When's the game start?


----------



## alext42083 (Nov 7, 2003)

Tucker and Strawberry should be good tests for Bayless as far as Summer League competition goes. They're NBA quality players but stubborn D'Antoni never played anyone outside his top 7.
And Lopez should provide a good test inside once Bayless hits the paint. A good matchup for us.


----------



## whatsmyname (Jul 6, 2007)

OntheRocks said:


> When's the game start?


7 PM pacific


----------



## MrJayremmie (Dec 29, 2007)

7 on CSN!! WOOHOO! Can't wait! 50 minutes. 

Anybody notice that Bayless is really popular? He is probably the 4th or 5th most popular rookie. (Mayo, Rose, Beasley) He actually might be getting more coverage than Mayo.


----------



## whatsmyname (Jul 6, 2007)

MrJayremmie said:


> 7 on CSN!! WOOHOO! Can't wait! 50 minutes.
> 
> Anybody notice that Bayless is really popular? He is probably the 4th or 5th most popular rookie. (Mayo, Rose, Beasley) He actually might be getting more coverage than Mayo.


probably cause he's leading everyone in scoring? lol just a thought


----------



## Webster's Dictionary (Feb 26, 2004)

Can I just say it's ridiculous how many fouls are being called in summer league. It's helping our own Jerryd, but just everywhere I look in the box scores, the number of fouls is off the charts. These rooks will be in for a bit of a wake up call come time for the real NBA, unless of course their name is Dwayne Wade or Kobe Bryant.


----------



## BLAZER PROPHET (Jan 3, 2003)

Far be it from me to do such a thing, but is there a raw internet feed of the game? And if so, pray tell, where would it be?


----------



## B-Roy (Feb 12, 2008)

BLAZER PROPHET said:


> Far be it from me to do such a thing, but is there a raw internet feed of the game? And if so, pray tell, where would it be?


NBA.com


----------



## MrJayremmie (Dec 29, 2007)

NBA.com should have it (i think its a half hour delayed)


----------



## LameR (Jan 4, 2004)

Webster's Dictionary said:


> Can I just say it's ridiculous how many fouls are being called in summer league. It's helping our own Jerryd, but just everywhere I look in the box scores, the number of fouls is off the charts.


My favorite moment was watching the game vs. Minnesota and thinking some of those fouls were ridiculous, and then seeing Kevin Love simultaneously travel and carry the ball for 3 steps while bringing it upcourt.


----------



## BLAZER PROPHET (Jan 3, 2003)

B-Roy said:


> NBA.com


B-Roy and MrJ, thanks! You're true gentlemen.


----------



## Tortimer (Jun 4, 2007)

NBA.com has been blacked out for me for the first 3 Blazer games.


----------



## PorterIn2004 (Jan 1, 2003)

Tortimer said:


> NBA.com has been blacked out for me for the first 3 Blazer games.

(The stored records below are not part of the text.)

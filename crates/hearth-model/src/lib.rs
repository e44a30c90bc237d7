//! Cell model and bus layer for hearth.
//!
//! Devices on the home-automation bus expose *cells*: named, typed
//! parameters. This crate owns the in-memory picture of those cells — their
//! values, completeness and the change stream the rule engine consumes — and
//! the MQTT adapter that keeps the picture in sync with the bus.

pub mod bus;
pub mod cell;
pub mod model;

pub use bus::{BusPublisher, MqttBus, MqttConfig, MqttDriver, Qos};
pub use cell::{Cell, CellSpec, CellType};
pub use model::{CellModel, ChangeReceiver};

Not for me. I suspect the issue isn't so much that it's blacked out as that you need to fast-forward to get to the game. There's generally nearly 30 minutes of nothing at all (for some mysterious reason) that you need to get beyond before you get things like the National Anthem and the start of the game.


----------



## whatsmyname (Jul 6, 2007)

can't buy a basket.........
i really like batum's passing abilities, he can pass on the run
bayless isn't get ANY calls this game lol


----------



## EGame (Mar 28, 2008)

Bayless' outside shot is still scaring me. Plus he just doesn't look like himself today


----------



## Tortimer (Jun 4, 2007)

PorterIn2004 said:


> Not for me. I suspect the issue isn't so much that it's blacked out as that you need to fast-forward to get to the game. There's generally nearly 30 minutes of nothing at all (for some mysterious reason) that you need to get beyond before you get things like the National Anthem and the start of the game.


I have never been able to get a game on NBA.com for any of the Blazer games. I still can't get today's game. I can see it using Justin.tv.


----------



## KingSpeed (Oct 30, 2003)

LameR said:


> My favorite moment was watching the game vs. Minnesota and thinking some of those fouls were ridiculous, and then seeing Kevin Love simultaneously travel and carry the ball for 3 steps while bringing it upcourt.


Travelling and carrying is the same thing.


----------



## Tortimer (Jun 4, 2007)

I think Bayless is trying to be the PG today which is taking him out of his normal game. He hasn't looked very good and nobody else is shooting good.


----------



## nikolokolus (Jan 29, 2008)

Man I hate the delayed broadcast from NBA.com ... anyone got a recap of Bayless so far running the point -- I see the score and the horrid FG%, but has he shown decent floor leadership?


----------



## KingSpeed (Oct 30, 2003)

link?


----------



## LameR (Jan 4, 2004)

KingSpeed said:


> Travelling and carrying is the same thing.


I guess I phrased that poorly. He put his hand on the bottom of the ball as well as taking too many steps.


----------



## EGame (Mar 28, 2008)

He really hasn't shown great leadership from what I have seen. He did hit a nice outside 3 pointer just now though. 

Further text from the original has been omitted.